We have also seen an increasing number of agencies relying on their providers to carry out the SDC assessments for them, in some cases this is supported by an insurance policy to provide reassurance to the agency. Many of the insurances we have seen contain requirements and provisions that effectively mean that cover is only available where the process has been carried out fully and correctly, effectively meaning that you would not need to claim. Where you would need to claim it is unlikely that the insurance would cover those situations.
It appears in the updated legislation HMRC are seeking to address this and reaffirming that the agency holds the liability and the only time they may have an excuse against this is where the end client has carried out and confirmed the SDC status of the worker, any other assessment appears to be worthless in the eyes of HMRC. There appears to be a drive to make the end client more involved in this process as they are the ones that are most likely to know the reality of the situation. Put another way, where the self-employed status has not been disclosed to the client the only SDC assessment that can take liability away from the agency will be one from the client.

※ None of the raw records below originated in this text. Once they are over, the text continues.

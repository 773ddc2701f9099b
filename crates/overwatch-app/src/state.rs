//! State shared between the caller and the game loop thread.

use std::io;
use std::sync::mpsc;
use std::sync::{Arc, Mutex};
use std::thread::JoinHandle;

use anyhow::{anyhow, Context};

use overwatch_core::state::SimSnapshot;

/// Commands sent to the game loop thread.
#[derive(Debug, Clone, Copy, PartialEq)]
pub enum LoopCommand {
    /// Stop ticking; the loop keeps draining commands.
    Pause,
    Resume,
    /// Multiply the tick rate. Values that are not finite and positive are ignored.
    SetTimeScale(f64),
    /// Shut down the game loop thread gracefully.
    Shutdown,
}

/// Why the game loop stopped.
#[derive(Debug, Clone, Copy, PartialEq, Eq)]
pub enum StopReason {
    /// Every target was destroyed.
    Complete,
    /// The tick budget ran out first.
    TickLimit,
    Shutdown,
    /// The command sender was dropped.
    Disconnected,
}

/// Outcome of a finished run.
#[derive(Debug, Clone, PartialEq)]
pub struct LoopSummary {
    pub ticks: u64,
    pub reason: StopReason,
    pub targets_destroyed: u32,
    pub interceptors_expended: u32,
}

/// Handle to a running game loop thread.
///
/// Dropping the handle disconnects the command channel, which stops the loop
/// at its next tick.
pub struct LoopHandle {
    command_tx: mpsc::Sender<LoopCommand>,
    latest_snapshot: Arc<Mutex<Option<SimSnapshot>>>,
    thread: JoinHandle<io::Result<LoopSummary>>,
}

impl LoopHandle {
    pub(crate) fn new(
        command_tx: mpsc::Sender<LoopCommand>,
        latest_snapshot: Arc<Mutex<Option<SimSnapshot>>>,
        thread: JoinHandle<io::Result<LoopSummary>>,
    ) -> Self {
        Self {
            command_tx,
            latest_snapshot,
            thread,
        }
    }

    pub fn send(&self, command: LoopCommand) -> anyhow::Result<()> {
        self.command_tx
            .send(command)
            .context("game loop has already stopped")
    }

    pub fn pause(&self) -> anyhow::Result<()> {
        self.send(LoopCommand::Pause)
    }

    pub fn resume(&self) -> anyhow::Result<()> {
        self.send(LoopCommand::Resume)
    }

    pub fn set_time_scale(&self, scale: f64) -> anyhow::Result<()> {
        self.send(LoopCommand::SetTimeScale(scale))
    }

    /// Latest snapshot published by the loop, if it has ticked yet.
    pub fn latest_snapshot(&self) -> Option<SimSnapshot> {
        self.latest_snapshot.lock().ok()?.clone()
    }

    pub fn is_finished(&self) -> bool {
        self.thread.is_finished()
    }

    /// Wait for the loop to stop on its own.
    pub fn join(self) -> anyhow::Result<LoopSummary> {
        let summary = self
            .thread
            .join()
            .map_err(|_| anyhow!("game loop thread panicked"))??;
        Ok(summary)
    }

    /// Ask the loop to stop and wait for it.
    pub fn shutdown(self) -> anyhow::Result<LoopSummary> {
        // The loop may already be gone; joining still reports how it ended.
        let _ = self.command_tx.send(LoopCommand::Shutdown);
        self.join()
    }
}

They have also introduced the ‘term ‘purported umbrella company’. This allows for a reasonable assumption that the expectation was that the worker was engaged and employed through an umbrella company. That being the case it creates a full PAYE tax liability, which will generally be greater than the CIS deductions. The most obvious instance where this could occur is where the end client has, or suggests they had, no idea the workers were engaged self-employed. Where that was the case the purported umbrella company could be assumed and create liabilities for the umbrella, and where these were not met to the agency (or if no agency by the client).
There are a number of key points that must then be considered:
1. Insurance is unlikely to cover this situation
2. Agencies must have documentary confirmation on how the workers are engaged and this should include a statement requiring them to also notify the end client.
3. End Clients must always have accurate documentary confirmation from their agency how workers are being engaged, particularly when being engaged as self-employed
4. End Clients need to be involved in the SDC assessment and confirmation process
5. Umbrella companies would be advised to move CIS self-employed to a separate company to avoid the increased risk of confusion on engagement style. Do not refer to the CIS self-employed company as an umbrella as this will heighten the risk of purported umbrella.
6. Moving to a separate CIS company will raise the issue of the Construction Industry Training Board Levy [CITB] and this will also have to be considered.
This subtle but important change needs to be considered by all providers, agencies and end clients operating within the CIS sector.